Ana, orang yang sangat tidak mau menerima bantuan apapun dan dalam hal apapun. Walaupun, dia tahu orang tuaku kaya, dia tidak pernah memanfaatkan semua tawaran yang aku berikan padanya. Terkadang malah, sempat aku berfikir kalau Ana tahu tentang penyakitku. Walaupun, sudah empat tahun kita bersama, kuliah di tempat yang sama. Ana tidak pernah menyentuh ku sama sekali. Tidak seperti gadis-gadis lain dari fakultas yang lain, yang ketemu langsung ingin cium pipi kanan pipi kiri. Untungnya ada Andre, dialah satu-satunya orang yang tahu penyakitku. Dan aku selalu berpesan ke Andre, agar dia tidak memberitahu siapa pun termasuk Ana.
“Pokoknya hari ini aku harus berhasil menyatakan cintaku pada Ana,” dumelku dalam hati. Dan aku belum juga pindah dari tempat dudukku, dengan terus memandangi Ana yang terlihat sangat manis saat sedang memasak. Apalagi, dia sedang memasak kue bolu tape kesukaanku. Ana sangat tahu makanan kesukaanku. Aku tidak terlalu suka masakan ala-ala barat, lidahku lebih cocok masakan Indonesia. Karena Mbok Inah selalu memasak masakan khas Indonesia.

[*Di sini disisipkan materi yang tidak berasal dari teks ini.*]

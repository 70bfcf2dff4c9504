//! Scenario definitions and suite validation.
//!
//! This module is intentionally free of I/O, async, and external layer imports.
//! Suite files are parsed elsewhere; here they are converted and checked.

use std::collections::{BTreeMap, HashSet};
use std::path::{Component, Path, PathBuf};
use std::time::Duration;

use infracheck_common::VarValue;
use serde::{Deserialize, Serialize};

use crate::domain::assertion::Assertion;
use crate::domain::error::SuiteError;
use crate::domain::options::{ProvisioningOptions, ToolFlags};
use crate::domain::retry::grow;

// ── Readiness polling ────────────────────────────────────────────────────────

/// Delay schedule between readiness probes.
#[derive(Debug, Clone, Default, PartialEq, Serialize, Deserialize)]
#[serde(tag = "kind", rename_all = "snake_case")]
pub enum Backoff {
    /// The same interval between every probe.
    #[default]
    Fixed,
    /// `interval × multiplier^(n-1)`, capped at `max_interval`.
    Exponential {
        multiplier: f64,
        #[serde(rename = "max_interval_secs", with = "secs")]
        max_interval: Duration,
    },
}

/// How to wait for a provisioned resource to become ready.
#[derive(Debug, Clone, PartialEq, Serialize, Deserialize)]
#[serde(deny_unknown_fields)]
pub struct PollConfig {
    /// Output holding the id of the resource to probe.
    pub resource_output: String,
    /// Total probes, including the first one.
    #[serde(default = "default_poll_attempts")]
    pub max_attempts: u32,
    #[serde(
        rename = "interval_secs",
        with = "secs",
        default = "default_poll_interval"
    )]
    pub interval: Duration,
    #[serde(default)]
    pub backoff: Backoff,
}

fn default_poll_attempts() -> u32 {
    10
}

fn default_poll_interval() -> Duration {
    Duration::from_secs(30)
}

impl PollConfig {
    #[must_use]
    pub fn new(resource_output: impl Into<String>, max_attempts: u32, interval: Duration) -> Self {
        Self {
            resource_output: resource_output.into(),
            max_attempts,
            interval,
            backoff: Backoff::Fixed,
        }
    }

    /// Delay after probe number `attempt` (1-indexed) reported not ready.
    #[must_use]
    pub fn delay_after(&self, attempt: u32) -> Duration {
        match &self.backoff {
            Backoff::Fixed => self.interval,
            Backoff::Exponential {
                multiplier,
                max_interval,
            } => grow(
                self.interval,
                *multiplier,
                attempt.saturating_sub(1),
                *max_interval,
            ),
        }
    }

    /// Total sleep before the poller gives up, excluding probe latency.
    #[must_use]
    pub fn worst_case_wait(&self) -> Duration {
        let sleeps = self.max_attempts.saturating_sub(1);
        if let Backoff::Exponential { max_interval, .. } = &self.backoff {
            let mut total = Duration::ZERO;
            for attempt in 1..=sleeps {
                let delay = self.delay_after(attempt);
                if delay >= *max_interval {
                    let remaining = sleeps - attempt + 1;
                    return total.saturating_add(max_interval.saturating_mul(remaining));
                }
                total = total.saturating_add(delay);
            }
            return total;
        }
        self.interval.saturating_mul(sleeps)
    }
}

// ── Scenario ─────────────────────────────────────────────────────────────────

/// One end-to-end provisioning test. Never mutated while it runs.
#[derive(Debug, Clone, PartialEq)]
pub struct Scenario {
    pub name: String,
    /// Options pointing at the original definition directory.
    pub options: ProvisioningOptions,
    /// Directory copied into the workspace. Defaults to `options.dir`; set it
    /// higher when the definition references sibling modules.
    pub copy_root: Option<PathBuf>,
    /// Variable that receives the workspace id.
    pub workspace_var: Option<String>,
    pub poll: Option<PollConfig>,
    pub assertions: Vec<Assertion>,
}

impl Scenario {
    #[must_use]
    pub fn new(name: impl Into<String>, options: ProvisioningOptions) -> Self {
        Self {
            name: name.into(),
            options,
            copy_root: None,
            workspace_var: None,
            poll: None,
            assertions: Vec::new(),
        }
    }

    #[must_use]
    pub fn with_poll(mut self, poll: PollConfig) -> Self {
        self.poll = Some(poll);
        self
    }

    #[must_use]
    pub fn with_assertion(mut self, assertion: Assertion) -> Self {
        self.assertions.push(assertion);
        self
    }

    #[must_use]
    pub fn with_workspace_var(mut self, name: impl Into<String>) -> Self {
        self.workspace_var = Some(name.into());
        self
    }

    /// Directory tree to copy into a fresh workspace.
    #[must_use]
    pub fn source_root(&self) -> &Path {
        self.copy_root.as_deref().unwrap_or(&self.options.dir)
    }

    /// Location of the definition relative to [`Self::source_root`].
    #[must_use]
    pub fn relative_dir(&self) -> PathBuf {
        normalize(&self.options.dir)
            .strip_prefix(normalize(self.source_root()))
            .map(Path::to_path_buf)
            .unwrap_or_default()
    }

    /// Options for a run inside workspace `workspace_id`, whose copy of the
    /// definition lives at `dir`.
    #[must_use]
    pub fn options_for(&self, workspace_id: &str, dir: &Path) -> ProvisioningOptions {
        let options = self.options.rebased(dir);
        match &self.workspace_var {
            Some(var) => options.with_var(var.clone(), workspace_id),
            None => options,
        }
    }
}

// ── Suite file ───────────────────────────────────────────────────────────────

/// Top-level suite document.
#[derive(Debug, Clone, Deserialize)]
#[serde(deny_unknown_fields)]
pub struct SuiteFile {
    #[serde(default)]
    pub scenarios: Vec<ScenarioSpec>,
}

impl SuiteFile {
    /// Convert every entry, resolving paths against `base`.
    #[must_use]
    pub fn into_scenarios(self, base: &Path) -> Vec<Scenario> {
        self.scenarios
            .into_iter()
            .map(|spec| spec.into_scenario(base))
            .collect()
    }
}

/// A scenario as written in a suite file.
#[derive(Debug, Clone, Deserialize)]
pub struct ScenarioSpec {
    pub name: String,
    /// Definition directory, relative to the suite file.
    pub dir: PathBuf,
    #[serde(default)]
    pub vars: BTreeMap<String, VarValue>,
    #[serde(flatten)]
    pub flags: ToolFlags,
    #[serde(default)]
    pub copy_root: Option<PathBuf>,
    #[serde(default)]
    pub workspace_var: Option<String>,
    #[serde(default)]
    pub poll: Option<PollConfig>,
    #[serde(default)]
    pub assertions: Vec<Assertion>,
}

impl ScenarioSpec {
    #[must_use]
    pub fn into_scenario(self, base: &Path) -> Scenario {
        let options = ProvisioningOptions {
            dir: normalize(&base.join(&self.dir)),
            vars: self.vars,
            flags: self.flags,
        };
        Scenario {
            name: self.name,
            options,
            copy_root: self.copy_root.map(|p| normalize(&base.join(p))),
            workspace_var: self.workspace_var,
            poll: self.poll,
            assertions: self.assertions,
        }
    }
}

// ── Validation ───────────────────────────────────────────────────────────────

/// Reject suites that could never run as written.
///
/// # Errors
///
/// Returns the first problem found, in suite order.
pub fn validate_suite(scenarios: &[Scenario]) -> Result<(), SuiteError> {
    if scenarios.is_empty() {
        return Err(SuiteError::Empty);
    }
    let mut seen = HashSet::new();
    for scenario in scenarios {
        if !seen.insert(scenario.name.as_str()) {
            return Err(SuiteError::DuplicateName(scenario.name.clone()));
        }
        validate_scenario(scenario).map_err(|reason| SuiteError::InvalidScenario {
            scenario: scenario.name.clone(),
            reason,
        })?;
    }
    Ok(())
}

fn validate_scenario(scenario: &Scenario) -> Result<(), String> {
    if scenario.name.trim().is_empty() {
        return Err("name must not be empty".to_string());
    }
    if let Some(root) = &scenario.copy_root
        && !normalize(&scenario.options.dir).starts_with(normalize(root))
    {
        return Err(format!(
            "dir {} is outside copy_root {}",
            scenario.options.dir.display(),
            root.display()
        ));
    }
    if let Some(var) = &scenario.workspace_var {
        if var.is_empty() {
            return Err("workspace_var must not be empty".to_string());
        }
        if scenario.options.vars.contains_key(var) {
            return Err(format!("workspace_var '{var}' is also set in vars"));
        }
    }
    if let Some(poll) = &scenario.poll {
        if poll.resource_output.is_empty() {
            return Err("poll.resource_output must not be empty".to_string());
        }
        if poll.max_attempts == 0 {
            return Err("poll.max_attempts must be at least 1".to_string());
        }
        if let Backoff::Exponential { multiplier, .. } = poll.backoff
            && !(multiplier.is_finite() && multiplier >= 1.0)
        {
            return Err(format!("poll.backoff.multiplier must be >= 1.0, got {multiplier}"));
        }
    }
    for assertion in &scenario.assertions {
        assertion.validate()?;
    }
    Ok(())
}

/// Keep the named scenarios, in suite order. An empty filter keeps all.
///
/// # Errors
///
/// Returns an error for a name that matches no scenario.
pub fn select_scenarios(
    scenarios: Vec<Scenario>,
    filter: &[String],
) -> Result<Vec<Scenario>, SuiteError> {
    if filter.is_empty() {
        return Ok(scenarios);
    }
    if let Some(unknown) = filter
        .iter()
        .find(|name| !scenarios.iter().any(|s| &s.name == *name))
    {
        return Err(SuiteError::UnknownScenario(unknown.clone()));
    }
    Ok(scenarios
        .into_iter()
        .filter(|s| filter.contains(&s.name))
        .collect())
}

/// Lexically resolve `.` and `..` components without touching the filesystem.
#[must_use]
pub fn normalize(path: &Path) -> PathBuf {
    let mut out = PathBuf::new();
    for component in path.components() {
        match component {
            Component::CurDir => {}
            Component::ParentDir => match out.components().next_back() {
                Some(Component::Normal(_)) => {
                    out.pop();
                }
                Some(Component::RootDir | Component::Prefix(_)) => {}
                _ => out.push(".."),
            },
            other => out.push(other),
        }
    }
    out
}

mod secs {
    use std::time::Duration;

    use serde::{Deserialize, Deserializer, Serializer};

    #[allow(clippy::trivially_copy_pass_by_ref)] // serde's serialize_with signature
    pub fn serialize<S: Serializer>(d: &Duration, s: S) -> Result<S::Ok, S::Error> {
        s.serialize_u64(d.as_secs())
    }

    pub fn deserialize<'de, D: Deserializer<'de>>(d: D) -> Result<Duration, D::Error> {
        u64::deserialize(d).map(Duration::from_secs)
    }
}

Ini sudah percobaan yang ke dua puluh kali aku mencoba menyatakan cintaku. Dari yang spontan tanpa persiapan, sampai yang dengan persiapan yang menurutku sudah sangat matang. “Dalam satu tahun aku mencoba nembak dia dua puluh kali, padahal setahun cuma ada dua belas bulan,” pikirku sambil menggarut-garut kepalaku yang tidak gatal.
“Ting…. “ oven listrik berbunyi, tanda kue yang Ana buat sudah matang. Dengan berlahan Ana mengeluarkan kue tersebut dari dalam oven.
“Mau coba duluan enggak?” tawar Ana padaku sambil menata kuenya di atas piring. Entah perasaan ku atau bukan. Selama aku duduk di sini, tidak sekalipun Ana melihat ke arahku. Bahkan, saat dia menawarkan kuenya tadi, dia hanya melihat ke piring yang berisi kue buatannya.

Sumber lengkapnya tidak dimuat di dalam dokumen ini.